2. Surrender of shares in payment of tax withholding due as a result of the vesting of restricted stock units.
3. The price reported in column 4 is a weighted average price. These shares were sold in multiple transactions at prices ranging from $16.23 to $16.245, inclusive. The reporting person undertakes to provide Marvell , any security holder of Marvell, or the staff of the Securities and Exchange Commission, upon request, full information regarding the number of shares sold at each separate price within the ranges set forth in this footnote 3 to this Form 4.
4. 3,750 shares granted pursuant to a service-based RSU award for up to 15,000 shares were vested and released to Mr. Wu effective April 1, 2014. This grant vests in four equal annual installments beginning on the first anniversary of April 1, 2010, the vesting commencement date.
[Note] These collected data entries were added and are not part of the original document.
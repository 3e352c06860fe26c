//! Partition tree builder binary: builds a world tree from a marker file.
//!
//! Usage: cargo run --release --bin build_tree -- --markers <FILE> [OPTIONS]
//!
//! Options:
//!   --markers <FILE>   JSON array of [x, y, z] marker positions (required)
//!   --grid <SIZE>      Grid cell size (default: 20, or the config value)
//!   --config <FILE>    JSON tree config; --grid overrides its grid size
//!   --out <FILE>       Output path (default: tree.json, or tree.wtr with --binary)
//!   --binary           Write an LZ4-compressed archive instead of JSON
//!   --print            Dump split nodes to stdout after building

use std::path::PathBuf;
use std::process::ExitCode;

use worldtree::core::Result;
use worldtree::export::{disk_io, flatten};
use worldtree::markers::load_markers;
use worldtree::partition::{PartitionBuilder, TreeConfig};

fn main() -> ExitCode {
    worldtree::core::logging::init();

    let args: Vec<String> = std::env::args().collect();
    let Some(markers_path) = parse_str_arg(&args, "--markers").map(PathBuf::from) else {
        eprintln!("usage: build_tree --markers <FILE> [--grid <SIZE>] [--config <FILE>] [--out <FILE>] [--binary] [--print]");
        return ExitCode::FAILURE;
    };

    let grid = match parse_f64_arg(&args, "--grid") {
        Ok(grid) => grid,
        Err(msg) => {
            eprintln!("error: {}", msg);
            return ExitCode::FAILURE;
        }
    };

    match run(&args, markers_path, grid) {
        Ok(()) => ExitCode::SUCCESS,
        Err(e) => {
            eprintln!("error: {}", e);
            ExitCode::FAILURE
        }
    }
}

fn run(args: &[String], markers_path: PathBuf, grid: Option<f64>) -> Result<()> {
    let binary = has_flag(args, "--binary");
    let mut config = match parse_str_arg(args, "--config") {
        Some(path) => TreeConfig::load_sync(&PathBuf::from(path))?,
        None => TreeConfig::default(),
    };
    if let Some(grid) = grid {
        config.grid_size = grid;
    }
    let out_path = parse_str_arg(args, "--out")
        .map(PathBuf::from)
        .unwrap_or_else(|| {
            if binary {
                PathBuf::from(format!("tree.{}", disk_io::RECORDS_FILE_EXTENSION))
            } else {
                PathBuf::from("tree.json")
            }
        });

    let markers = load_markers(&markers_path)?;
    log::info!("Loaded {} markers from {}", markers.len(), markers_path.display());

    let tree = PartitionBuilder::new(&config)?.build(&markers)?;
    if has_flag(args, "--print") {
        print!("{}", tree);
    }

    let records = flatten(&tree);
    if binary {
        disk_io::save_compressed(&records, &out_path)?;
    } else {
        disk_io::save_json(&records, &out_path)?;
    }

    log::info!(
        "Wrote {} node records ({} .. {}) to {}",
        records.node_count(),
        tree.world_min(),
        tree.world_max(),
        out_path.display()
    );
    Ok(())
}

fn has_flag(args: &[String], flag: &str) -> bool {
    args.iter().any(|a| a == flag)
}

/// `Ok(None)` when the flag is absent; a missing or unparsable value is an error.
fn parse_f64_arg(args: &[String], flag: &str) -> std::result::Result<Option<f64>, String> {
    let Some(i) = args.iter().position(|a| a == flag) else {
        return Ok(None);
    };
    let value = args.get(i + 1).ok_or_else(|| format!("missing value for {}", flag))?;
    value
        .parse()
        .map(Some)
        .map_err(|_| format!("invalid {} value '{}'", flag, value))
}

fn parse_str_arg(args: &[String], flag: &str) -> Option<String> {
    args.iter().position(|a| a == flag)
        .and_then(|i| args.get(i + 1))
        .cloned()
}

#[cfg(test)]
mod tests {
    use super::*;

    fn args(list: &[&str]) -> Vec<String> {
        list.iter().map(|s| s.to_string()).collect()
    }

    #[test]
    fn test_parse_grid_arg() {
        assert_eq!(parse_f64_arg(&args(&["build_tree", "--grid", "2.5"]), "--grid"), Ok(Some(2.5)));
        assert_eq!(parse_f64_arg(&args(&["build_tree", "--markers", "m.json"]), "--grid"), Ok(None));
    }

    #[test]
    fn test_bad_grid_arg_is_reported() {
        let err = parse_f64_arg(&args(&["build_tree", "--grid", "abc"]), "--grid").unwrap_err();
        assert!(err.contains("abc"), "{}", err);
        assert!(parse_f64_arg(&args(&["build_tree", "--grid"]), "--grid").is_err());
    }
}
5. 5,000 shares granted pursuant to a service-based RSU award for up to 20,000 shares were vested and released to Mr. Wu effective April 1, 2014. This grant vests in four equal annual installments beginning on the first anniversary of April 1, 2011, the vesting commencement date.
6. 8,125 shares granted pursuant to a service-based RSU award for up to 32,500 shares were vested and released to Mr. Wu effective April 1, 2014. This grant vests in four equal annual installments beginning on the first anniversary of April 1, 2012, the vesting commencement date.
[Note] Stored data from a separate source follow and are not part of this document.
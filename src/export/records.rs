//! Pre-order record layout of a partition tree, as consumed by the engine.
//!
//! Every node becomes one [`NodeRecord`] in pre-order (self, left subtree,
//! right subtree). `ChildCount` is the number of descendants, so a reader can
//! skip a subtree without following links, and `ParentOffset` is the signed
//! distance back to the parent record (0 at the root).
//!
//! The engine stores vectors as (x, z, y) relative to the editor. Split axis Y
//! is therefore written as engine axis 2 and world bounds are swizzled on the
//! way out. Positions are written as-is.

use serde::{Deserialize, Serialize, Serializer};

use crate::core::types::DVec3;
use crate::core::{Error, Result};
use crate::math::{Axis, Region};
use crate::partition::{NodeId, PartitionNode, PartitionTree, Split};

/// `Axis` value written for leaves.
pub const LEAF_AXIS: i32 = -1;
/// `Position` value written for leaves.
pub const LEAF_POSITION: f64 = -1.0;

/// Engine axis code for an editor split axis.
pub fn engine_axis(axis: Axis) -> i32 {
    match axis {
        Axis::X => 0,
        Axis::Y => 2,
    }
}

/// Editor (x, y, z) to engine (x, z, y).
pub fn to_engine_coords(v: DVec3) -> [f64; 3] {
    [v.x, v.z, v.y]
}

/// Engine (x, z, y) to editor (x, y, z).
pub fn from_engine_coords(c: [f64; 3]) -> DVec3 {
    DVec3::new(c[0], c[2], c[1])
}

/// Split data nested in each node record.
#[derive(Clone, Debug, PartialEq, Serialize, Deserialize)]
pub struct SplitRecord {
    #[serde(rename = "Axis")]
    pub axis: i32,
    #[serde(rename = "Position", serialize_with = "serialize_position")]
    pub position: f64,
}

/// Leaf positions are written as the integer `-1`.
fn serialize_position<S: Serializer>(position: &f64, serializer: S) -> std::result::Result<S::Ok, S::Error> {
    if *position == LEAF_POSITION {
        serializer.serialize_i64(LEAF_POSITION as i64)
    } else {
        serializer.serialize_f64(*position)
    }
}

impl SplitRecord {
    pub fn leaf() -> Self {
        Self { axis: LEAF_AXIS, position: LEAF_POSITION }
    }

    pub fn is_leaf(&self) -> bool {
        self.axis == LEAF_AXIS
    }
}

/// One node of the flattened tree.
#[derive(Clone, Debug, PartialEq, Serialize, Deserialize)]
pub struct NodeRecord {
    /// Number of descendants (subtree size minus one).
    #[serde(rename = "ChildCount")]
    pub child_count: u32,
    /// Index of the parent record minus index of this record; 0 at the root.
    #[serde(rename = "ParentOffset")]
    pub parent_offset: i32,
    #[serde(rename = "Split")]
    pub split: SplitRecord,
}

/// Flattened tree: world bounds plus node records in pre-order.
#[derive(Clone, Debug, PartialEq, Serialize, Deserialize)]
pub struct TreeRecords {
    #[serde(rename = "WorldBoundsMinimum")]
    pub world_bounds_minimum: [f64; 3],
    #[serde(rename = "WorldBoundsMaximum")]
    pub world_bounds_maximum: [f64; 3],
    #[serde(rename = "Nodes")]
    pub nodes: Vec<NodeRecord>,
}

impl TreeRecords {
    pub fn node_count(&self) -> usize {
        self.nodes.len()
    }
}

/// Flatten a built tree into engine records.
pub fn flatten(tree: &PartitionTree) -> TreeRecords {
    let order = tree.preorder();
    let sizes = tree.subtree_sizes(&order);

    let mut flat_index = vec![0usize; tree.node_count()];
    for (i, id) in order.iter().enumerate() {
        flat_index[id.index()] = i;
    }

    let nodes = order
        .iter()
        .enumerate()
        .map(|(i, id)| {
            let node = tree.node(*id);
            let parent_offset = match node.parent {
                Some(parent) => flat_index[parent.index()] as i32 - i as i32,
                None => 0,
            };
            let split = match node.split {
                Some(split) => SplitRecord {
                    axis: engine_axis(split.axis),
                    position: split.position,
                },
                None => SplitRecord::leaf(),
            };
            NodeRecord {
                child_count: (sizes[id.index()] - 1) as u32,
                parent_offset,
                split,
            }
        })
        .collect();

    TreeRecords {
        world_bounds_minimum: to_engine_coords(tree.world_min()),
        world_bounds_maximum: to_engine_coords(tree.world_max()),
        nodes,
    }
}

fn malformed(msg: impl Into<String>) -> Error {
    Error::MalformedRecords(msg.into())
}

/// Decode a record's split, `None` for leaves.
fn decode_split(index: usize, record: &SplitRecord) -> Result<Option<Axis>> {
    match record.axis {
        LEAF_AXIS => {
            if record.position != LEAF_POSITION {
                return Err(malformed(format!(
                    "leaf record {} has position {}", index, record.position
                )));
            }
            Ok(None)
        }
        0 => Ok(Some(Axis::X)),
        2 => Ok(Some(Axis::Y)),
        1 => Err(malformed(format!("record {} splits on the vertical axis", index))),
        other => Err(malformed(format!("record {} has unknown axis {}", index, other))),
    }
}

/// Rebuild a tree from records produced by [`flatten`] (or read back from a
/// scene file).
///
/// Regions are recomputed from the world bounds and split positions. The
/// result's arena order equals the record order. Any inconsistency in child
/// counts, parent offsets or split placement is rejected.
pub fn rebuild_tree(records: &TreeRecords) -> Result<PartitionTree> {
    let count = records.nodes.len();
    if count == 0 {
        return Err(malformed("no node records"));
    }
    if records.nodes[0].parent_offset != 0 {
        return Err(malformed("first record is not a root"));
    }
    if records.nodes[0].child_count as usize != count - 1 {
        return Err(malformed(format!(
            "root has {} descendants but {} records follow",
            records.nodes[0].child_count,
            count - 1
        )));
    }

    let world_min = from_engine_coords(records.world_bounds_minimum);
    let world_max = from_engine_coords(records.world_bounds_maximum);

    // (region, parent) for each record, filled in as parents are visited
    let mut slots: Vec<Option<(Region, Option<NodeId>)>> = vec![None; count];
    slots[0] = Some((Region::new(world_min, world_max), None));

    let mut nodes = Vec::with_capacity(count);
    for (i, record) in records.nodes.iter().enumerate() {
        let (region, parent) = slots[i]
            .ok_or_else(|| malformed(format!("record {} is not reachable from the root", i)))?;

        if let Some(parent) = parent {
            let expected = parent.index() as i64 - i as i64;
            if record.parent_offset as i64 != expected {
                return Err(malformed(format!(
                    "record {} has parent offset {}, expected {}",
                    i, record.parent_offset, expected
                )));
            }
        }

        let Some(axis) = decode_split(i, &record.split)? else {
            if record.child_count != 0 {
                return Err(malformed(format!("leaf record {} claims {} descendants", i, record.child_count)));
            }
            nodes.push(PartitionNode { region, split: None, parent, children: None });
            continue;
        };

        let left = i + 1;
        let right = left + records.nodes.get(left).map_or(0, |r| r.child_count as usize) + 1;
        if right >= count {
            return Err(malformed(format!("split record {} runs past the end", i)));
        }
        let expected_count = records.nodes[left].child_count as u64 + records.nodes[right].child_count as u64 + 2;
        if record.child_count as u64 != expected_count {
            return Err(malformed(format!(
                "record {} claims {} descendants, children hold {}",
                i, record.child_count, expected_count
            )));
        }

        let position = record.split.position;
        let low = region.low[axis.index()];
        let high = region.high[axis.index()];
        if !(position > low && position < high) {
            return Err(malformed(format!(
                "record {} splits at {} outside ({}, {})", i, position, low, high
            )));
        }

        let (left_region, right_region) = region.split(axis, position);
        let id = NodeId(i as u32);
        for (slot, child_region) in [(left, left_region), (right, right_region)] {
            if slots[slot].is_some() {
                return Err(malformed(format!("record {} has two parents", slot)));
            }
            slots[slot] = Some((child_region, Some(id)));
        }

        nodes.push(PartitionNode {
            region,
            split: Some(Split { axis, position }),
            parent,
            children: Some((NodeId(left as u32), NodeId(right as u32))),
        });
    }

    Ok(PartitionTree::from_nodes(world_min, world_max, nodes))
}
7. 16,000 shares granted pursuant to a service-based RSU award for up to 16,000 shares were vested and released to Mr. Wu effective April 1, 2014. This grant fully vests on the first anniversary of April 1, 2013, the vesting commencement date.
Remarks:
/s/ Zining Wu 04/02/2014
** Signature of Reporting Person Date
Reminder: Report on a separate line for each class of securities beneficially owned directly or indirectly.
* If the form is filed by more than one reporting person, see Instruction 4 (b)(v).